Let’s start by reading in the data and doing some data wrangling.

library(tidyverse)
# set your working directory to the same location as the data.
# setwd('/dataLocation/')

patientData <- read.csv('42264_AnzdataPatients.csv')
transplantData <- read.csv('42264_AnzdataTransplants.csv')
creatineData <- read.csv('42264_AnzdataTransplantSerumCreatinine.csv')

# For simplicity let's ignore patient's multiple transplants.
# What does the ! do?
transplantData2 <- transplantData[!duplicated(transplantData$id),]

# Join patientData and transplantData
Data <- full_join(patientData,transplantData2, by = "id")
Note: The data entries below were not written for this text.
use crate::context::ServiceContext;
use crate::error::{status_for, ApiError, ErrorBody};
use crate::health::HealthStatus;
use crate::response::Outcome;
use actix_cors::Cors;
use actix_web::{error::InternalError, web, App, HttpResponse, HttpServer, Result as ActixResult};
use incidentx_core::{Capability, ErrorKind, RawAttributes};
use incidentx_model::DEFAULT_THRESHOLD;
use incidentx_similarity::{DEFAULT_DUPLICATE_THRESHOLD, DEFAULT_TOP_K};
use serde::{Deserialize, Serialize};
use std::sync::Arc;

#[derive(Deserialize)]
struct FraudQuery {
    threshold: Option<f64>,
}

#[derive(Deserialize)]
struct SearchQuery {
    top_k: Option<usize>,
    min_similarity: Option<f64>,
}

#[derive(Deserialize)]
struct DuplicateQuery {
    threshold: Option<f64>,
}

#[derive(Serialize)]
struct Importance {
    feature: String,
    importance: f64,
}

pub struct RestApi;

impl RestApi {
    pub async fn start(context: Arc<ServiceContext>, port: u16) -> std::io::Result<()> {
        HttpServer::new(move || {
            let cors = Cors::default()
                .allow_any_origin()
                .allow_any_method()
                .allow_any_header()
                .max_age(3600);

            App::new()
                .wrap(cors)
                .app_data(web::Data::from(context.clone()))
                .configure(configure)
        })
        .bind(("0.0.0.0", port))?
        .run()
        .await
    }
}

/// Register every route. The app must carry `web::Data<ServiceContext>`.
pub fn configure(cfg: &mut web::ServiceConfig) {
    cfg.app_data(json_config())
        .app_data(query_config())
        .route("/health", web::get().to(health))
        .route("/predict/fraud", web::post().to(predict_fraud))
        .route("/predict/fraud/batch", web::post().to(predict_fraud_batch))
        .route("/predict/risk", web::post().to(predict_risk))
        .route("/predict/risk/batch", web::post().to(predict_risk_batch))
        .route("/predict/risk/distribution", web::post().to(risk_distribution))
        .route("/similarity/search", web::post().to(find_similar))
        .route("/similarity/duplicates", web::post().to(find_duplicates))
        .route("/similarity/matrix", web::post().to(similarity_matrix))
        .route("/similarity/stats", web::get().to(dataset_stats))
        .route("/models/{capability}/importance", web::get().to(feature_importance));
}

fn bad_request<E>(err: E) -> actix_web::Error
where
    E: std::fmt::Debug + std::fmt::Display + 'static,
{
    let body = ErrorBody::new(err.to_string(), ErrorKind::Validation);
    tracing::warn!("Malformed request: {}", body.error);
    InternalError::from_response(err, HttpResponse::BadRequest().json(body)).into()
}

fn json_config() -> web::JsonConfig {
    web::JsonConfig::default().error_handler(|err, _req| bad_request(err))
}

fn query_config() -> web::QueryConfig {
    web::QueryConfig::default().error_handler(|err, _req| bad_request(err))
}

fn respond<T: Outcome + Serialize>(response: T) -> HttpResponse {
    match response.error_kind() {
        Some(kind) => HttpResponse::build(status_for(kind)).json(response),
        None => HttpResponse::Ok().json(response),
    }
}

async fn health(context: web::Data<ServiceContext>) -> ActixResult<HttpResponse> {
    let report = context.health();
    Ok(match report.status {
        HealthStatus::Healthy => HttpResponse::Ok().json(report),
        HealthStatus::Unhealthy => HttpResponse::ServiceUnavailable().json(report),
    })
}

async fn predict_fraud(
    context: web::Data<ServiceContext>,
    query: web::Query<FraudQuery>,
    req: web::Json<RawAttributes>,
) -> ActixResult<HttpResponse> {
    let threshold = query.threshold.unwrap_or(DEFAULT_THRESHOLD);
    Ok(respond(context.predict_fraud(&req, threshold)))
}

async fn predict_fraud_batch(
    context: web::Data<ServiceContext>,
    query: web::Query<FraudQuery>,
    req: web::Json<Vec<RawAttributes>>,
) -> Result<HttpResponse, ApiError> {
    context.fraud().map_err(|e| ApiError::new(Capability::Fraud, e))?;
    let threshold = query.threshold.unwrap_or(DEFAULT_THRESHOLD);
    let predictions = context.predict_fraud_batch(&req, threshold);
    Ok(HttpResponse::Ok().json(serde_json::json!({
        "success": true,
        "predictions": predictions,
    })))
}

async fn predict_risk(
    context: web::Data<ServiceContext>,
    req: web::Json<RawAttributes>,
) -> ActixResult<HttpResponse> {
    Ok(respond(context.predict_risk(&req)))
}

async fn predict_risk_batch(
    context: web::Data<ServiceContext>,
    req: web::Json<Vec<RawAttributes>>,
) -> Result<HttpResponse, ApiError> {
    context.risk().map_err(|e| ApiError::new(Capability::Risk, e))?;
    let predictions = context.predict_risk_batch(&req);
    Ok(HttpResponse::Ok().json(serde_json::json!({
        "success": true,
        "predictions": predictions,
    })))
}

async fn risk_distribution(
    context: web::Data<ServiceContext>,
    req: web::Json<Vec<RawAttributes>>,
) -> Result<HttpResponse, ApiError> {
    let distribution = context
        .risk_distribution(&req)
        .map_err(|e| ApiError::new(Capability::Risk, e))?;
    Ok(HttpResponse::Ok().json(serde_json::json!({
        "success": true,
        "distribution": distribution,
        "total": distribution.total(),
    })))
}

async fn find_similar(
    context: web::Data<ServiceContext>,
    query: web::Query<SearchQuery>,
    req: web::Json<RawAttributes>,
) -> ActixResult<HttpResponse> {
    let top_k = query.top_k.unwrap_or(DEFAULT_TOP_K);
    let min_similarity = query.min_similarity.unwrap_or(0.0);
    Ok(respond(context.find_similar(&req, top_k, min_similarity)))
}

async fn find_duplicates(
    context: web::Data<ServiceContext>,
    query: web::Query<DuplicateQuery>,
    req: web::Json<RawAttributes>,
) -> ActixResult<HttpResponse> {
    let threshold = query.threshold.unwrap_or(DEFAULT_DUPLICATE_THRESHOLD);
    Ok(respond(context.find_duplicates(&req, threshold)))
}

async fn similarity_matrix(
    context: web::Data<ServiceContext>,
    req: web::Json<Vec<RawAttributes>>,
) -> Result<HttpResponse, ApiError> {
    let matrix = context
        .similarity_matrix(&req)
        .map_err(|e| ApiError::new(Capability::Similarity, e))?;
    Ok(HttpResponse::Ok().json(serde_json::json!({
        "success": true,
        "similarity_matrix": matrix,
    })))
}

async fn dataset_stats(context: web::Data<ServiceContext>) -> Result<HttpResponse, ApiError> {
    let stats = context
        .dataset_stats()
        .map_err(|e| ApiError::new(Capability::Similarity, e))?;
    Ok(HttpResponse::Ok().json(serde_json::json!({
        "success": true,
        "stats": stats,
    })))
}

async fn feature_importance(
    context: web::Data<ServiceContext>,
    path: web::Path<String>,
) -> Result<HttpResponse, ApiError> {
    let capability: Capability = path.into_inner().parse()?;
    let importance: Vec<Importance> = context
        .feature_importance(capability)
        .map_err(|e| ApiError::new(capability, e))?
        .into_iter()
        .map(|(feature, importance)| Importance { feature, importance })
        .collect();

    Ok(HttpResponse::Ok().json(serde_json::json!({
        "success": true,
        "capability": capability,
        "feature_importance": importance,
    })))
}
# Extract some interesting variables
use <- c('gendercode','latereferralcode','creatinineatentry','height','weight','smokingcode','cancerever','chroniclungcode','coronaryarterycode','peripheralvascularcode','cerebrovasularcode','diabetescode','graftno','transplantcentrestate','recipientantibodycmvcode','recipientantibodyebvcode','donorsourcecode','donorage','donorgendercode','ischaemia','ageattransplant','hlamismatchesa','hlamismatchesb','hlamismatchesdr','hlamismatchesdq','maxcytotoxicantibodies','currentcytotoxicantibodies','timeondialysis', 'transplantstatus')

Data <- Data[,use]

# Recode some NA
Data[Data==""]  = NA
Data[Data=="-"]  = NA

4.4 Missingness

We will now visualise the missingness and perform case deletion. Consider imputing instead and compare results.

library(tidyverse)
library(naniar)

# create a heatmap of all the missing observations
vis_miss(Data)

# Which variables have the most missing data?
sort(colSums(is.na(Data)))

# Remove the variable with the most missingness
Data <- dplyr::select(Data,-hlamismatchesdq)
vis_miss(Data)

# Remove observations with any missingness
Data <- na.omit(Data)
dim(Data)

# recode factors to remove unobserved levels
Data <- droplevels(Data)

4.5 Data for clustering

Cluster only works on numerical variables. We can recode categorical data as vectors of 0’s and 1’s.

# Convert data to numerical ignore transplant status and intercept
# look at the examples in ?model.matrix
# the . means use all columns, the minus means exclude transplantstatus
# We will talk more about this weird notation in Week 6.

DataM <- model.matrix(~ . -transplantstatus,Data)[,-1]

# Let's only consider categories with more than 10 observations
DataM <- DataM[,colSums(DataM!=0)>=10]

# Extension... google Gower's distance

4.6 Rmarkdown report

Provide your data analytics code as well as a summary of your findings in a reproducible report (e.g. Rmarkdown report).